Although it can be very hard to get used to the idea of a sober holiday season, especially when other people around you are seemingly having a great time celebrating by using substances or gambling, completing a stay at a treatment center is an accomplishment that you should be proud of.

Take this opportunity to celebrate not only the holidays, but also your new life of sobriety, which is something really worth celebrating.

If you find yourself struggling during the holiday season, please remember that you are not alone.  Help is only a phone call or meeting away!  Here are some helpful and practical tips to make staying sober easier:

1 Plan each and every day of your holiday season:
  Plan to spend the majority of your time with friends and family who are supportive of your recovery.

2 Find a meeting in your area: Many groups have special meetings during the holidays to share their experience, strength and hope. Check the local papers for a meeting in your area.

3 Ask for support from family and friends: Those who are truly supportive of your recovery will be happy to help you throughout the holidays.

4 Have a list of ten people you can call: Make a list and check it twice. Carry your cell phone and list of names at all times.

5 Don’t forget about regular exercise: Regular exercise is an essential component of any balanced recovery program.

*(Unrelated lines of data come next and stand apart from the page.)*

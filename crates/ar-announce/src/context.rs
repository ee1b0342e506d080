//! Typed announcement context identifier.
//!
//! The engine correlates an advertisement with the lister that enumerates it
//! through an opaque byte string. Here that byte string is always the UTF-8
//! encoding of a front-end handle, so the chain
//! `ContextId ⇄ handle ⇄ store lookup key` is lossless for every handle.

use std::fmt;

use crate::error::AnnounceError;

#[derive(Clone, PartialEq, Eq, Hash, PartialOrd, Ord)]
pub struct ContextId(Vec<u8>);

impl ContextId {
    /// Encode a front-end handle (raw UTF-8 bytes, no framing).
    pub fn from_handle(handle: &str) -> Self {
        ContextId(handle.as_bytes().to_vec())
    }

    /// Wrap bytes received back from the engine.
    pub fn from_bytes(bytes: impl Into<Vec<u8>>) -> Self {
        ContextId(bytes.into())
    }

    pub fn as_bytes(&self) -> &[u8] {
        &self.0
    }

    /// Decode back to the handle. Fails for bytes this crate never produced.
    pub fn to_handle(&self) -> Result<&str, AnnounceError> {
        std::str::from_utf8(&self.0)
            .map_err(|_| AnnounceError::UnknownContext(format!("0x{}", hex::encode(&self.0))))
    }
}

impl fmt::Display for ContextId {
    fn fmt(&self, f: &mut fmt::Formatter<'_>) -> fmt::Result {
        match std::str::from_utf8(&self.0) {
            Ok(s) => f.write_str(s),
            Err(_) => write!(f, "0x{}", hex::encode(&self.0)),
        }
    }
}

impl fmt::Debug for ContextId {
    fn fmt(&self, f: &mut fmt::Formatter<'_>) -> fmt::Result {
        write!(f, "ContextId({self})")
    }
}

#[cfg(test)]
mod tests {
    use super::*;

    #[test]
    fn handle_round_trips_through_raw_bytes() {
        let id = ContextId::from_handle("fe1");
        assert_eq!(id.as_bytes(), b"fe1");
        assert_eq!(id.to_handle().unwrap(), "fe1");
    }

    #[test]
    fn non_utf8_bytes_are_unknown_context() {
        let id = ContextId::from_bytes(vec![0xff, 0x00]);
        let err = id.to_handle().unwrap_err();
        assert!(matches!(err, AnnounceError::UnknownContext(ref s) if s == "0xff00"));
        assert_eq!(id.to_string(), "0xff00");
    }
}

6 Stay away from slippery places: There is absolutely no reason to ever check out your former favorite establishments.

7 Create new traditions to replace your old using patterns: Buy a new board game or take the family on a sleigh ride.  Use your imagination, be creative, & have fun.

8 Write out a daily gratitude list: The quickest cure to get you out of the holiday blues is by counting your blessings and being grateful for what you have every morning.

9 Volunteer your services to a charitable organization: There are many people in your community who are less fortunate than you. You will be helping not only the needy but yourself!

10 Write a letter to yourself – “How I stayed sober over the holidays:” The act of writing your ideas on paper is very powerful. Write down all the activities and events that will help you have healthy, happy, and sober holiday season.

11 Avoid H.A.L.T. (Hungry, Angry, Lonely , Tired):  If you are hungry, get something to eat. If you are angry, talk to somebody about it.  If you are lonely, go to a meeting or call a friend.  If you are tired, get a good night’s sleep.

12 Live one day at a time and enjoy your sobriety: Stay in the moment and live one day at a time. Never mind about what happened or what could happen. Enjoy today. Live today. Celebrate your sobriety!